Having laid all this out we closed by pointing to the importance of what Strauss et al called ‘articulation work’. This is the work associated with the management of trajectories, through mechanisms such as care coordination. Mental health workers in the UK know all about this through things like the care programme approach (CPA).

The detail of this paper you can read for yourself, with the link at the top of this post taking you to our author’s copy of the manuscript as stored on Cardiff University’s ORCA repository. This, word-for-word, is the same as the version of the article which is currently in press here.

For those interested in the paper’s back story, just to note that when it came to selecting a journal I was keen not to submit to a nursing publication. I have no problem with nursing journals per se, but this ‘trajectories’ paper was (and is) aimed at a wider readership. Community Mental Health Journal is based in the US, and publishes papers on, well, community mental health. And that fitted well with the intended audience. This said, one of the anonymous reviewers of the submitted manuscript had things to say about the language used, reminding us that the journal to which we had submitted is read by mental health practitioners and academics and not, primarily, by sociologists. Attending to the review meant some rewriting to improve accessibility. I’ll leave future readers to judge for themselves whether we succeeded.

Nursing and the approved mental health professional role

AMHPFurther to my mentioning of a new paper on the development of the approved mental health professional (AMHP) role, and what this might mean for nurses, here now is a link to a full text open access version downloadable from ORCA.

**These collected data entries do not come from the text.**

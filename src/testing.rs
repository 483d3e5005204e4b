//! In-process stand-ins for the model and the browser.
//!
//! [`ScriptedBackend`] replays queued answers and records every prompt it
//! receives; [`FakeLauncher`] hands out sessions that produce a tiny PDF and
//! count launches and closes. Both plug into
//! [`crate::config::PipelineConfigBuilder::backend`] and
//! [`crate::config::PipelineConfigBuilder::launcher`], so the whole pipeline
//! (and the HTTP server) runs without network access or Chromium.
//!
//! ```rust
//! use notes2pdf::testing::{FakeLauncher, ScriptedBackend};
//! use notes2pdf::PipelineConfig;
//! use std::sync::Arc;
//!
//! let backend = Arc::new(ScriptedBackend::new().with_response("{\"title\":\"T\"}"));
//! let launcher = Arc::new(FakeLauncher::new());
//! let config = PipelineConfig::builder()
//!     .backend(backend.clone())
//!     .launcher(launcher.clone())
//!     .build()
//!     .unwrap();
//! ```

use crate::config::PdfOptions;
use crate::error::Notes2PdfError;
use crate::pipeline::llm::{Completion, CompletionBackend, CompletionSettings, Prompt};
use crate::pipeline::pdf::{BrowserLauncher, BrowserSession};
use async_trait::async_trait;
use std::collections::VecDeque;
use std::sync::atomic::{AtomicUsize, Ordering};
use std::sync::{Arc, Mutex, MutexGuard, PoisonError};
use std::time::Duration;

/// Bytes every fake session "prints".
pub const FAKE_PDF: &[u8] = b"%PDF-1.7\n% notes2pdf test document\n%%EOF\n";

fn lock<T>(m: &Mutex<T>) -> MutexGuard<'_, T> {
    m.lock().unwrap_or_else(PoisonError::into_inner)
}

// ── Model ────────────────────────────────────────────────────────────────────

/// A [`CompletionBackend`] that answers from a queue.
///
/// When the queue runs dry every further call fails with
/// `"no scripted response left"`.
#[derive(Default)]
pub struct ScriptedBackend {
    answers: Mutex<VecDeque<Result<String, String>>>,
    calls: Mutex<Vec<(Prompt, CompletionSettings)>>,
    delay: Option<Duration>,
}

impl ScriptedBackend {
    pub fn new() -> Self {
        Self::default()
    }

    /// Queue a successful answer.
    pub fn with_response(self, content: impl Into<String>) -> Self {
        lock(&self.answers).push_back(Ok(content.into()));
        self
    }

    /// Queue a failed call.
    pub fn with_error(self, message: impl Into<String>) -> Self {
        lock(&self.answers).push_back(Err(message.into()));
        self
    }

    /// Sleep this long before every answer.
    pub fn with_delay(mut self, delay: Duration) -> Self {
        self.delay = Some(delay);
        self
    }

    /// Every prompt received so far, with the settings it came with.
    pub fn calls(&self) -> Vec<(Prompt, CompletionSettings)> {
        lock(&self.calls).clone()
    }

    pub fn call_count(&self) -> usize {
        lock(&self.calls).len()
    }
}

#[async_trait]
impl CompletionBackend for ScriptedBackend {
    async fn complete(
        &self,
        prompt: &Prompt,
        settings: &CompletionSettings,
    ) -> Result<Completion, String> {
        lock(&self.calls).push((prompt.clone(), *settings));
        if let Some(delay) = self.delay {
            tokio::time::sleep(delay).await;
        }
        let answer = lock(&self.answers)
            .pop_front()
            .unwrap_or_else(|| Err("no scripted response left".to_string()))?;
        Ok(Completion {
            prompt_tokens: (prompt.system.len() + prompt.user.len()) as u64 / 4,
            completion_tokens: answer.len() as u64 / 4,
            content: answer,
        })
    }

    fn describe(&self) -> String {
        "scripted".to_string()
    }
}

// ── Browser ──────────────────────────────────────────────────────────────────

/// A browser step a [`FakeLauncher`] can be told to break.
#[derive(Debug, Clone, Copy, PartialEq, Eq)]
pub enum FakeStep {
    Launch,
    Load,
    Print,
    Close,
}

#[derive(Debug, Clone, Copy, PartialEq, Eq)]
enum Fault {
    Fail(FakeStep),
    Hang(FakeStep),
}

#[derive(Default)]
struct Counters {
    launches: AtomicUsize,
    closes: AtomicUsize,
    loaded: Mutex<Vec<String>>,
}

/// A [`BrowserLauncher`] whose sessions never touch a real browser.
#[derive(Default)]
pub struct FakeLauncher {
    counters: Arc<Counters>,
    fault: Option<Fault>,
}

impl FakeLauncher {
    pub fn new() -> Self {
        Self::default()
    }

    /// Make `step` return an error.
    pub fn failing_at(mut self, step: FakeStep) -> Self {
        self.fault = Some(Fault::Fail(step));
        self
    }

    /// Make `step` never complete.
    pub fn hanging_at(mut self, step: FakeStep) -> Self {
        self.fault = Some(Fault::Hang(step));
        self
    }

    /// Successful launches so far.
    pub fn launches(&self) -> usize {
        self.counters.launches.load(Ordering::SeqCst)
    }

    /// Calls to `close` so far, including failed ones.
    pub fn closes(&self) -> usize {
        self.counters.closes.load(Ordering::SeqCst)
    }

    /// HTML handed to `load_html`, in order.
    pub fn loaded_html(&self) -> Vec<String> {
        lock(&self.counters.loaded).clone()
    }

    async fn inject(fault: Option<Fault>, step: FakeStep) -> Result<(), Notes2PdfError> {
        match fault {
            Some(Fault::Hang(s)) if s == step => {
                std::future::pending::<()>().await;
                Ok(())
            }
            Some(Fault::Fail(s)) if s == step => Err(match step {
                FakeStep::Launch => Notes2PdfError::BrowserLaunchFailed {
                    detail: "fake launch failure".into(),
                },
                FakeStep::Load => Notes2PdfError::PageLoadFailed {
                    detail: "fake load failure".into(),
                },
                FakeStep::Print => Notes2PdfError::PdfExportFailed {
                    detail: "fake print failure".into(),
                },
                FakeStep::Close => Notes2PdfError::Internal("fake close failure".into()),
            }),
            _ => Ok(()),
        }
    }
}

#[async_trait]
impl BrowserLauncher for FakeLauncher {
    async fn launch(
        &self,
        _options: &PdfOptions,
    ) -> Result<Box<dyn BrowserSession>, Notes2PdfError> {
        Self::inject(self.fault, FakeStep::Launch).await?;
        self.counters.launches.fetch_add(1, Ordering::SeqCst);
        Ok(Box::new(FakeSession {
            counters: Arc::clone(&self.counters),
            fault: self.fault,
            loaded: false,
        }))
    }
}

struct FakeSession {
    counters: Arc<Counters>,
    fault: Option<Fault>,
    loaded: bool,
}

#[async_trait]
impl BrowserSession for FakeSession {
    async fn load_html(&mut self, html: &str) -> Result<(), Notes2PdfError> {
        FakeLauncher::inject(self.fault, FakeStep::Load).await?;
        lock(&self.counters.loaded).push(html.to_string());
        self.loaded = true;
        Ok(())
    }

    async fn print_pdf(&mut self, _options: &PdfOptions) -> Result<Vec<u8>, Notes2PdfError> {
        FakeLauncher::inject(self.fault, FakeStep::Print).await?;
        if !self.loaded {
            return Err(Notes2PdfError::PdfExportFailed {
                detail: "no page loaded".into(),
            });
        }
        Ok(FAKE_PDF.to_vec())
    }

    async fn close(&mut self) -> Result<(), Notes2PdfError> {
        self.counters.closes.fetch_add(1, Ordering::SeqCst);
        FakeLauncher::inject(self.fault, FakeStep::Close).await
    }
}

In this article, my friend Michael Coffey and I discuss the implications of the changes made in 2007 to England and Wales’ Mental Health Act for the role of the mental health nurse. We were helped on our way by Jackie Neale, Michael’s colleague and Co-Director of the AMHP programme at Swansea University and by Dr Martin Webber, Reader in Social Work at the University of York, both of whom read and commented on an initial draft of our paper. Writing for this blog, Michael says:

Nurses for the first time can make applications for detention in hospital based upon their independent judgement and with regard to the opinions of their medical colleagues, based upon a social perspective and the principle of least restriction. This is as far as we know unprecedented in UK mental health law. In many ways this changes the provision of mental health nursing in ways that have as yet to be measured. These changes reflect similar moves internationally in mental health law.  There are huge challenges here though. Nurses are creeping into the territory of other professions who are not exactly welcoming them with open arms. Specific occupational knowledge and values are claimed by social workers who have traditionally fulfilled the approved role. These may be seen as jurisdictional claims and nurses have to show that they too can ‘pass’ as workers with a social perspective who are able to be independent of doctors. This is easier said than done and nurses have a chequered history in relation to occupational biomedical dominance. Added to this nursing is chiefly a biomedical task nowadays despite all the claims to being ‘holistic’ and being as focused on the social aspects of people as on anything else. Claims by nurses to be ‘psycho-social’ oriented or even ‘bio-psycho-social’ should be treated with some scepticism as many of these nurses subscribe to ideas of genetic determinism and are overly chemotherapy-focused. So can nurses actually juggle both a primarily biomedical focus and a social one to come to independent decisions in cases where the person might lose their liberty?

The backstory to this publication includes the fact that, with Jackie Neale, Michael runs Wales’ only AMHP programme. You can find out more about this post-qualification, postgraduate, course here. Our new article also comes out of Michael’s and my shared interest in mental health work and roles, and in thinking about (and researching) what nurses and others do. Another piece of behind-the-scenes detail is that Michael and I were once part of a team which came pretty close to getting a large grant to investigate AMHPs, and the experiences of people on the receiving end of their services.